KT-FT Fine-Tuning and Inference Loop
Last updated: 2026-06-01
This guide documents the current KT-FT loop for Qwen3.5 MoE: train with KT SFT, convert the output once, and serve the fine-tuned result through SGLang with a single merged adapter path.
KT SFT raw output
-> convert_kt_to_sglang_adapter.py
-> <MERGED_ADAPTER_DIR>
-> sglang --lora-paths <name>=<MERGED_ADAPTER_DIR>
-> server auto-splits expert / non-expert internally
-> request model=<served_model>:<name>
Training-side KT SFT docs remain separate. This page focuses on the bridge from trained LoRA artifacts to online inference.
1. Scope
Current supported and validated workflow:
- Base model: Qwen3.5 MoE, for example
Qwen3.5-35B-A3B - KT expert weights: AMX/BF16 SFT-compatible KT CPU expert path
- User-facing serving input: one converted merged adapter directory
- Runtime split: expert LoRA goes to the KT CPU expert path; non-expert LoRA goes to SGLang’s LoRA manager. This split happens automatically at server startup.

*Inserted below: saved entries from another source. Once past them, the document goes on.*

//! Serial port driver for x86_64.
//!
//! COM1 (0x3F8) carries the `log` output and panic reports.

use core::fmt::{self, Write};
use spin::Mutex;
use uart_16550::SerialPort;

/// COM1 I/O port address.
const COM1_PORT: u16 = 0x3F8;

/// Global serial port instance, lazily initialized.
pub static SERIAL: spin::Once<Mutex<SerialPort>> = spin::Once::new();

/// Initializes the global serial port.
///
/// Idempotent.
pub fn init() -> &'static Mutex<SerialPort> {
    SERIAL.call_once(|| {
        // SAFETY: COM1_PORT (0x3F8) is the standard first serial port and the
        // kernel runs with full I/O port access.
        let mut serial = unsafe { SerialPort::new(COM1_PORT) };
        serial.init();
        Mutex::new(serial)
    })
}

/// Prints to the serial port without a newline.
#[macro_export]
macro_rules! serial_print {
    ($($arg:tt)*) => {
        $crate::arch::x86_64::serial::_print(format_args!($($arg)*))
    };
}

/// Prints to the serial port with a newline.
#[macro_export]
macro_rules! serial_println {
    () => ($crate::serial_print!("\n"));
    ($($arg:tt)*) => ($crate::serial_print!("{}\n", format_args!($($arg)*)))
}

/// Internal print function used by macros.
///
/// Interrupts are held off while the port is locked.
#[doc(hidden)]
pub fn _print(args: fmt::Arguments) {
    x86_64::instructions::interrupts::without_interrupts(|| {
        let _ = init().lock().write_fmt(args);
    });
}

/// Writes without blocking on the lock. Used on the panic path.
pub fn try_print(args: fmt::Arguments) -> bool {
    match init().try_lock() {
        Some(mut port) => port.write_fmt(args).is_ok(),
        None => false,
    }
}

2. Artifacts At Each Stage
Raw KT SFT output
After LLaMA-Factory + KT training, the output directory contains two LoRA artifacts:
<KT_SFT_OUTPUT_DIR>/
adapter_model.safetensors # non-expert LoRA
fused_expert_lora.safetensors # expert LoRA in KT fused format
adapter_config.json
Do not pass this raw directory directly to SGLang serving.
Converted merged adapter
Run the converter once to produce the serving input:
<MERGED_ADAPTER_DIR>/
adapter_config.json
adapter_model.safetensors
This merged directory contains both expert and non-expert LoRA tensors in one PEFT-style adapter. Pass only this directory to --lora-paths.
3. Convert Once
python kt-kernel/scripts/convert_kt_to_sglang_adapter.py \
<KT_SFT_OUTPUT_DIR> \
<MERGED_ADAPTER_DIR> \
--base-model-name-or-path /path/to/Qwen3.5-35B-A3B \
--overwrite
Example:
python kt-kernel/scripts/convert_kt_to_sglang_adapter.py \
saves/KT_FT_qwen35B_Moe_nekoqa_eod_240 \
saves/KT_FT_qwen35B_Moe_nekoqa_eod_240_sglang \
--base-model-name-or-path /mnt/data3/models/Qwen3.5-35B-A3B \
--overwrite
The converter reads fused_expert_lora.safetensors and the existing non-expert adapter_model.safetensors, then writes one merged adapter directory.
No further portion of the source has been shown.